The art by Steinbeck is very nice when it comes to scenery but he seems to struggle occasionally with the people, I do mean occasionally though.
In all it was all good outlandish fun. Lovecraft as reimagined by Hammer studios.

I am Legend - Richard Mattheson

I've wanted to read this novel for years. For those that don't know, it was filmed as 'The Omega Man' starring, that well known humanitarian, Charlton Heston. The basic premise of this book is that the worlds population has been turned into vampires (zombies in the movie) with the exception of one, lone, increasingly deranged / lonely / drunk man.
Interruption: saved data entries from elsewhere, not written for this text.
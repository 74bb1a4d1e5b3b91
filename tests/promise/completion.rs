use railguard::{
    BackPressure, GuardRail, PermitGate, Promise, RejectionClass, ResultClass,
};
use std::sync::atomic::{AtomicUsize, Ordering};
use std::sync::Arc;
use std::time::Duration;

const MS: u64 = 1_000_000;

fn rail_with_gate(max: u64) -> (GuardRail, Arc<PermitGate>) {
    let results = ResultClass::builder()
        .success("success")
        .failure("error")
        .build();
    let reasons = RejectionClass::builder().reason("max-concurrency").build();
    let gate = Arc::new(PermitGate::new(
        max,
        reasons.reason("max-concurrency").unwrap(),
    ));
    let rail = GuardRail::builder("promise-it", results, reasons)
        .add_back_pressure("permits", Arc::clone(&gate) as Arc<dyn BackPressure>)
        .build();
    (rail, gate)
}

/// Completing a rail-bound promise releases the permits and records the
/// outcome exactly once; re-completions change nothing.
#[test]
fn completion_releases_permits_exactly_once() {
    let (rail, gate) = rail_with_gate(4);
    let success = rail.result_class().outcome("success").unwrap();

    let promise: Promise<u32> = rail.acquire_promise(1, 100 * MS).unwrap();
    assert_eq!(gate.in_use(), 1);

    assert!(promise.complete(success, 7).unwrap());
    assert_eq!(gate.in_use(), 0);

    // The loser is a no-op: no double release, no extra count.
    assert!(!promise.complete(success, 8).unwrap());
    assert_eq!(gate.in_use(), 0);
    let trailing = Duration::from_secs(10);
    let now = rail.clock().now_nanos();
    assert_eq!(
        rail.result_counts().count(success.index(), trailing, now),
        1
    );
}

/// Completing with an outcome outside the rail's result class raises
/// synchronously and leaves the rail untouched.
#[test]
fn invalid_result_raises_with_the_expected_message() {
    let (rail, gate) = rail_with_gate(4);
    let foreign = ResultClass::builder().failure("wrong").build();
    let wrong = foreign.outcome("wrong").unwrap();

    let promise: Promise<()> = rail.acquire_promise(1, 100 * MS).unwrap();
    let err = promise.complete(wrong, ()).unwrap_err();

    assert_eq!(
        err.to_string(),
        "Invalid result 'wrong'; Valid results are [success, error]"
    );
    // The failed completion must not have released or recorded anything.
    assert_eq!(gate.in_use(), 1);
    assert!(promise.future().is_pending());
}

/// Waiters parked on the future wake when any racing writer lands.
#[test]
fn blocked_readers_wake_on_completion() {
    let (rail, _gate) = rail_with_gate(4);
    let error = rail.result_class().outcome("error").unwrap();

    let promise: Promise<String> = rail.acquire_promise(1, 100 * MS).unwrap();
    let future = promise.future();

    let readers: Vec<_> = (0..3)
        .map(|_| {
            let future = future.clone();
            std::thread::spawn(move || future.await_done())
        })
        .collect();

    std::thread::sleep(Duration::from_millis(20));
    promise
        .complete_error(error, "downstream broke".into())
        .unwrap();

    for reader in readers {
        assert_eq!(reader.join().unwrap(), Some(error));
    }
    assert!(future.is_failure());
    assert!(future
        .error()
        .unwrap()
        .to_string()
        .contains("downstream broke"));
}

/// on_complete observations are delivered exactly once across racing
/// writers and late registrations.
#[test]
fn exactly_one_observation_per_promise() {
    let (rail, _gate) = rail_with_gate(16);
    let success = rail.result_class().outcome("success").unwrap();

    for _ in 0..20 {
        let promise: Promise<usize> = rail.acquire_promise(1, 100 * MS).unwrap();
        let future = promise.future();
        let observed = Arc::new(AtomicUsize::new(0));
        let o = Arc::clone(&observed);
        future.on_complete(move |_, _| {
            o.fetch_add(1, Ordering::SeqCst);
        });

        let writers: Vec<_> = (0..4)
            .map(|i| {
                let promise = promise.clone();
                std::thread::spawn(move || promise.complete(success, i).unwrap())
            })
            .collect();
        let wins: usize = writers
            .into_iter()
            .map(|w| usize::from(w.join().unwrap()))
            .sum();

        assert_eq!(wins, 1);
        assert_eq!(observed.load(Ordering::SeqCst), 1);
    }
}

/// Completables bound to a rail behave like single-writer promises.
#[test]
fn completable_releases_on_its_single_write() {
    let (rail, gate) = rail_with_gate(2);
    let success = rail.result_class().outcome("success").unwrap();

    let mut completable = rail.acquire_completable::<&'static str>(2, 100 * MS).unwrap();
    let future = completable.future();
    assert_eq!(gate.in_use(), 2);

    assert!(completable.complete(success, "done").unwrap());
    assert_eq!(gate.in_use(), 0);
    assert_eq!(future.value(), Some(&"done"));
}

/// A rejected acquire surfaces as an already-rejected promise future.
#[test]
fn rejected_acquires_surface_on_the_future_view() {
    let (rail, _gate) = rail_with_gate(1);
    let _held: Promise<()> = rail.acquire_promise(1, 100 * MS).unwrap();

    let rejected = rail.acquire_promise::<()>(1, 110 * MS).unwrap_err();
    assert_eq!(rejected.token(), "max-concurrency");
}
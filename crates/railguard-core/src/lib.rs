//! Core infrastructure for railguard.
//!
//! This crate provides shared functionality used across the railguard runtime:
//! - Injectable time sources (monotonic + wall clock)
//! - Event system for observability
//! - Rolling per-outcome counters
//! - Latency recording with percentile queries

pub mod clock;
pub mod counts;
pub mod events;
pub mod latency;

pub use clock::{Clock, ManualClock, SystemClock};
pub use counts::{CountsSnapshot, RollingCounts};
pub use events::{EventListener, EventListeners, GuardEvent};
pub use latency::{LatencyRecorder, LatencySnapshot};
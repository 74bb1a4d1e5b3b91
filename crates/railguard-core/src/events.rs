//! Observability hooks for rails and breakers.
//!
//! Components own an [`EventListeners`] collection fixed at build time and
//! publish typed events (rejections, state transitions, recorded results)
//! synchronously on the thread that produced them. Any `Fn(&E)` closure is a
//! listener; dispatch isolates panicking listeners the same way the rail
//! isolates panicking gate observers, by finishing the chain first and
//! reporting afterwards.

use std::fmt;
use std::panic::{catch_unwind, AssertUnwindSafe};
use std::sync::Arc;

/// An event published by a runtime component.
pub trait GuardEvent: Send + Sync + fmt::Debug {
    /// Short machine-readable kind, e.g. "state_transition".
    fn event_type(&self) -> &'static str;

    /// Monotonic nanos at which the event occurred.
    fn at_nanos(&self) -> u64;

    /// Name of the rail or breaker instance that published it.
    fn source_name(&self) -> &str;
}

/// A consumer of events of type `E`.
///
/// Implemented for every `Fn(&E) + Send + Sync` closure, so listeners are
/// usually registered as plain closures through builder hooks.
pub trait EventListener<E: GuardEvent>: Send + Sync {
    fn on_event(&self, event: &E);
}

impl<E, F> EventListener<E> for F
where
    E: GuardEvent,
    F: Fn(&E) + Send + Sync,
{
    fn on_event(&self, event: &E) {
        self(event)
    }
}

/// The listeners registered on one component.
pub struct EventListeners<E: GuardEvent> {
    listeners: Vec<Arc<dyn EventListener<E>>>,
}

impl<E: GuardEvent> EventListeners<E> {
    pub fn new() -> Self {
        Self {
            listeners: Vec::new(),
        }
    }

    /// Registers a listener.
    pub fn add<L>(&mut self, listener: L)
    where
        L: EventListener<E> + 'static,
    {
        self.listeners.push(Arc::new(listener));
    }

    pub fn is_empty(&self) -> bool {
        self.listeners.is_empty()
    }

    pub fn len(&self) -> usize {
        self.listeners.len()
    }

    /// Delivers `event` to every listener.
    ///
    /// The dispatch is total: a panicking listener is unwound in place and
    /// the rest of the chain still runs. Panics are tallied and reported
    /// once at the end (a `tracing` warning and/or a `metrics` counter,
    /// depending on enabled features) rather than propagated; an event
    /// publisher must never die because an observer did.
    pub fn emit(&self, event: &E) {
        let mut panicked = 0u64;
        for listener in &self.listeners {
            let outcome = catch_unwind(AssertUnwindSafe(|| listener.on_event(event)));
            if outcome.is_err() {
                panicked += 1;
            }
        }
        if panicked > 0 {
            report_panicked(event, panicked);
        }
    }
}

impl<E: GuardEvent> Default for EventListeners<E> {
    fn default() -> Self {
        Self::new()
    }
}

/// Surfaced once per dispatch, after every listener ran.
fn report_panicked<E: GuardEvent>(event: &E, panicked: u64) {
    #[cfg(feature = "tracing")]
    tracing::warn!(
        source = event.source_name(),
        event_type = event.event_type(),
        panicked,
        "listener panics swallowed during event dispatch"
    );

    #[cfg(feature = "metrics")]
    metrics::counter!(
        "railguard_listener_panics_total",
        "source" => event.source_name().to_string()
    )
    .increment(panicked);

    #[cfg(not(any(feature = "tracing", feature = "metrics")))]
    let _ = (event, panicked);
}
// Copyright (C) 2026  Caprica Software Limited
//
// This program is free software: you can redistribute it and/or modify
// it under the terms of the GNU General Public License as published by
// the Free Software Foundation, either version 3 of the License, or
// (at your option) any later version.
//
// This program is distributed in the hope that it will be useful,
// but WITHOUT ANY WARRANTY; without even the implied warranty of
// MERCHANTABILITY or FITNESS FOR A PARTICULAR PURPOSE.  See the
// GNU General Public License for more details.
//
// You should have received a copy of the GNU General Public License
// along with this program.  If not, see <https://www.gnu.org/licenses/>.

//! Host notifications.
//!
//! Notifications arrive from the command line (the host bridge) and are
//! relayed to whichever screen is active. Each controller declares the
//! notifications it handles by overriding the matching
//! [`NotificationHandler`] method, everything else falls through to the
//! default and is ignored.

use crate::model::PlaylistId;

#[derive(Debug, Clone, Copy, PartialEq, Eq)]
pub enum HostNotification {
    ShowPlaylistModal,
    ShowSongModal,
    ShowSubtitleModal,
    RemovePlaylist(PlaylistId),
    /// Replace the playback queue with a playlist's songs. Handled by the
    /// session, never by a screen.
    AddPlaylistToQueue(PlaylistId),
}

#[derive(Debug, Clone, Copy, PartialEq, Eq)]
pub enum Dispatch {
    Handled,
    Ignored,
}

pub trait NotificationHandler {
    fn show_playlist_modal(&mut self) -> Dispatch {
        Dispatch::Ignored
    }

    fn show_song_modal(&mut self) -> Dispatch {
        Dispatch::Ignored
    }

    fn show_subtitle_modal(&mut self) -> Dispatch {
        Dispatch::Ignored
    }

    fn remove_playlist(&mut self, _id: PlaylistId) -> Dispatch {
        Dispatch::Ignored
    }
}

impl HostNotification {
    /// Delivers the notification to `handler`.
    pub fn dispatch(self, handler: &mut dyn NotificationHandler) -> Dispatch {
        match self {
            HostNotification::ShowPlaylistModal => handler.show_playlist_modal(),
            HostNotification::ShowSongModal => handler.show_song_modal(),
            HostNotification::ShowSubtitleModal => handler.show_subtitle_modal(),
            HostNotification::RemovePlaylist(id) => handler.remove_playlist(id),
            HostNotification::AddPlaylistToQueue(_) => Dispatch::Ignored,
        }
    }
}

#[cfg(test)]
mod tests {
    use super::*;

    #[derive(Default)]
    struct OnlyRemovals {
        removed: Vec<PlaylistId>,
    }

    impl NotificationHandler for OnlyRemovals {
        fn remove_playlist(&mut self, id: PlaylistId) -> Dispatch {
            self.removed.push(id);
            Dispatch::Handled
        }
    }

    #[test]
    fn unimplemented_notifications_are_ignored() {
        let mut handler = OnlyRemovals::default();

        assert_eq!(HostNotification::ShowSongModal.dispatch(&mut handler), Dispatch::Ignored);
        assert_eq!(
            HostNotification::RemovePlaylist(PlaylistId(4)).dispatch(&mut handler),
            Dispatch::Handled
        );
        assert_eq!(handler.removed, vec![PlaylistId(4)]);
    }

    #[test]
    fn queue_requests_never_reach_screens() {
        let mut handler = OnlyRemovals::default();

        assert_eq!(
            HostNotification::AddPlaylistToQueue(PlaylistId(1)).dispatch(&mut handler),
            Dispatch::Ignored
        );
    }
}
Unlike the movies' sanitised 'military man searching for a cure' premise the book's is a tale of an everyman trapped not only inside the walls of his, fortress like, home where he sits and drinks himself unconscious every night raging against his memories and desires, but also of a man trapped by his own fears and ignorance.

With this truly unique take on the vampire genre Mattheson takes us on a ride that is compelling and thrilling, culminating in a finale that's as unexpected as it is breathtaking.

Hellblazer: Hooked - Peter Milligan

This is the first of Milligan's run on this title that I've read. I've never been much of a fan - some of his Shade stuff was fun but on the whole his writing leaves me cold.

I'm distinctly unimpressed by his take on Constantine. Instead of the rogueish but comitted anarchist we have here what is generally known as a complete prick. He's just utterly unlikeable. Constantine is protrayed as in love but jilted so he send her wine laced with a love potion which is ridiculously out of character. There's a demon (left over from a previous book) roaming around, who JC also fucks over with the love potion and who subsequently off the love interest by which time I'd stopped caring. Finally there's another girl (the potioneer) who eventually ends up in a zombie induced coma much to the chagrin of her psycho gangster dad.
Garth Ennis wrote all this stuff years ago and way, way better. Only a couple of years ago Mike Carey did it better too. This is just weak.
The art in the first half is by 2 guys I've never heard of called Guiseppe Camuncoli & Stefano Landini. It's quite nice if a bit cartoony. The 2nd half is drawn by Simon Bisely. It's been a while since I saw anything new by him (Heavy Metal Dredd being the last) and this is OK but he typically does JC like some giant musclebound type which is simpy wrong.
On the whole this was poor bordering on piss poor or maybe even so far as 'pretty shit really'.